Day 14 – The Little Match Girl: Building and Testing Big Grammars in Perl 6

Perl 6 Grammars are great, but what is it like working with them in a project? Here is a bittersweet story of my experience before Christmas, and after Christmas. You can find the repository here. I do not come from a computer science background, so perhaps it will seem humble, but here are my pitfalls and triumphs as I learned Perl 6 Grammars.

The First Match

Like the Little Match Girl, our story takes place before Christmas. The Little Match Girl was tasked with selling a bundle of match sticks on Christmas Eve (New Years, actually. I did go back and read the story. Christmas just fits better with Perl 6), while I was tasked with extracting annotations from Modelica models to render as vector graphics. Now, Modelica is a wonderful object oriented modeling language, and I am going to completely gloss over it, except to mention that it has a very nice specification document (pdf) that contained a Concrete Syntax section in the Appendix. Perusing this section, I realized that the “syntactic meta symbols” and “lexical units” looked suspiciously like the Perl 6 Grammars that I had recently read a blog post about, and had been anxious to try out.

Example from Modelica Concrete Syntax:

class-definition :
[ encapsulated ] class-prefixes

Example of Perl 6 rule:

rule class_definition {

It was like the Little Match Girl striking the first match, and seeing for the first time a wonderful world beyond her stark reality. A warm little stove. And then it went out.

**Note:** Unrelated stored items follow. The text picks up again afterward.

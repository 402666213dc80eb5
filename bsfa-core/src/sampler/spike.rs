//! Spike-component strategy for the joint indicator/loading draw.
//!
//! The two sampler variants share every update rule except how the spike
//! component of a loading is evaluated and drawn; that difference lives
//! behind [`SpikePrior`]. For a zero-centred normal prior with variance
//! `omega` on a loading, the conditional posterior given the residual
//! statistics is Normal(m, v) with
//!
//! v = 1 / (1/omega + lam_ss / sigma2),  m = v * s_lr / sigma2
//!
//! where `s_lr` = sum_j lambda_kj * r_ij and `lam_ss` = sum_j lambda_kj^2.

use crate::config::SpikePrior;
use rand::Rng;
use rand_distr::{Distribution, Normal};

/// Conditional posterior mean and variance for a normal prior with
/// variance `omega`.
fn conditional(omega: f64, s_lr: f64, lam_ss: f64, w: f64) -> (f64, f64) {
    let v = 1.0 / (1.0 / omega + lam_ss * w);
    let m = v * s_lr * w;
    (m, v)
}

/// Log marginal likelihood of the residual under a normal prior with
/// variance `omega`, up to the component-independent constant.
pub(crate) fn log_normal_marginal(omega: f64, s_lr: f64, lam_ss: f64, w: f64) -> f64 {
    let (m, v) = conditional(omega, s_lr, lam_ss, w);
    0.5 * (v / omega).ln() + 0.5 * m * m / v
}

/// Log marginal likelihood contribution of the spike component. For the
/// point mass the component-independent constant cancels to zero.
pub(crate) fn log_marginal(spike: &SpikePrior, s_lr: f64, lam_ss: f64, w: f64) -> f64 {
    match spike {
        SpikePrior::PointMass => 0.0,
        SpikePrior::Gaussian { variance } => log_normal_marginal(*variance, s_lr, lam_ss, w),
    }
}

/// Draw a loading from the spike component's conditional.
pub(crate) fn draw<R: Rng>(
    spike: &SpikePrior,
    rng: &mut R,
    s_lr: f64,
    lam_ss: f64,
    w: f64,
) -> f64 {
    match spike {
        SpikePrior::PointMass => 0.0,
        SpikePrior::Gaussian { variance } => {
            let (m, v) = conditional(*variance, s_lr, lam_ss, w);
            draw_normal(rng, m, v)
        }
    }
}

/// Normal draw parameterized by mean and variance. Non-finite parameters
/// surface as NaN and are caught by the sweep's finiteness check.
pub(crate) fn draw_normal<R: Rng>(rng: &mut R, mean: f64, variance: f64) -> f64 {
    match Normal::new(mean, variance.sqrt()) {
        Ok(dist) => dist.sample(rng),
        Err(_) => f64::NAN,
    }
}

#[cfg(test)]
mod tests {
    use super::*;
    use approx::assert_abs_diff_eq;
    use rand::SeedableRng;
    use rand_chacha::ChaCha8Rng;

    #[test]
    fn point_mass_always_draws_zero() {
        let mut rng = ChaCha8Rng::seed_from_u64(1);
        for _ in 0..50 {
            assert_eq!(draw(&SpikePrior::PointMass, &mut rng, 3.0, 10.0, 1.0), 0.0);
        }
    }

    #[test]
    fn tight_gaussian_spike_approximates_the_point_mass() {
        // As the spike variance shrinks, its marginal tends to the
        // point-mass constant (zero).
        let (s_lr, lam_ss, w) = (4.0, 50.0, 1.0);
        let wide = log_marginal(&SpikePrior::Gaussian { variance: 1e-2 }, s_lr, lam_ss, w);
        let tight = log_marginal(&SpikePrior::Gaussian { variance: 1e-8 }, s_lr, lam_ss, w);
        let point = log_marginal(&SpikePrior::PointMass, s_lr, lam_ss, w);

        assert_eq!(point, 0.0);
        assert!((tight - point).abs() < (wide - point).abs());
        assert_abs_diff_eq!(tight, point, epsilon = 1e-3);
    }

    #[test]
    fn gaussian_spike_draws_concentrate_near_zero() {
        let mut rng = ChaCha8Rng::seed_from_u64(7);
        let spike = SpikePrior::Gaussian { variance: 1e-4 };
        for _ in 0..100 {
            let v = draw(&spike, &mut rng, 0.0, 100.0, 1.0);
            assert!(v.abs() < 0.1, "spike draw {} too far from zero", v);
        }
    }

    #[test]
    fn conditional_matches_closed_form() {
        // omega = 1, lam_ss = 3, sigma2 = 1: v = 1/4, m = s_lr / 4.
        let (m, v) = conditional(1.0, 8.0, 3.0, 1.0);
        assert_abs_diff_eq!(v, 0.25);
        assert_abs_diff_eq!(m, 2.0);
    }
}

It was so close that I plopped it into a text editor, and replaced the not Perl 6 bits with some Perl 6 bits to see if it would run. It didn’t run. I hacked away at it, I pointed TOP at different bits to tackle smaller chunks. There were whitespace symbols everywhere, regexes, tokens, rules. I was able to parse some parts, others mysteriously didn’t work. Looking back, it must have been awful. In the meantime, we hacked together a traditional regular expression to extract the annotations, and I placed my Grammar on the shelf.

The Second Match

Not long after, the Grammar::Profiler and Grammar::Debugger were published, and I was inspired to give it another go. I was granted great insights into where my rules were behaving unexpectedly. I was able to drill down through the grammar deeper than before. The second match had been lit, and I was presented with a feast. And then it went out.

In the debugger, I dove into an abyss of backtracking. The profiler ran forever as it dove down into the morass, again and again. I was able to get much farther, but eventually ran into a wall. Success seemed so close, but there were too many missing pieces in my own experience, and documentation for me to get past the wall.

The Third Match

Time passed, and Christmas came. I had a new position, with time for personal projects. I had the ever improving Grammar documentation to guide me. I had read the book Working Effectively With Legacy Code. It was enough to warrant charging the hill once more.

Object orientation

This was the biggest breakthrough for me. When I understood from the documentation that Tokens, rules and regex were funny looking methods, I suddenly had all of the pieces. When I got home, I immediately checked if I could override TOP, and I checked if I could put the Grammar methods into a role. Both worked delightfully, and I was in business. Rather than having one monolithic, all-or-nothing Grammar, I could break it up into chunks. This greatly improved organization and testability of the code.

One particularly bodacious thing was that I was able to neatly split the grammar up into roles corresponding to those found in the Modelica specification.


Unit testing: one layer at a time

Object orientation opened up a sensible scheme of unit testing, and saved me from the nonsense of ad hoc testing by passing bits of Modelica into the Grammar. You can inherit and override grammars as you would any other class. This allows you to test each rule or token separately, splitting your grammar up into bite-sized layers. You just override TOP with the rule or token to test, and override any dependencies with placeholder methods.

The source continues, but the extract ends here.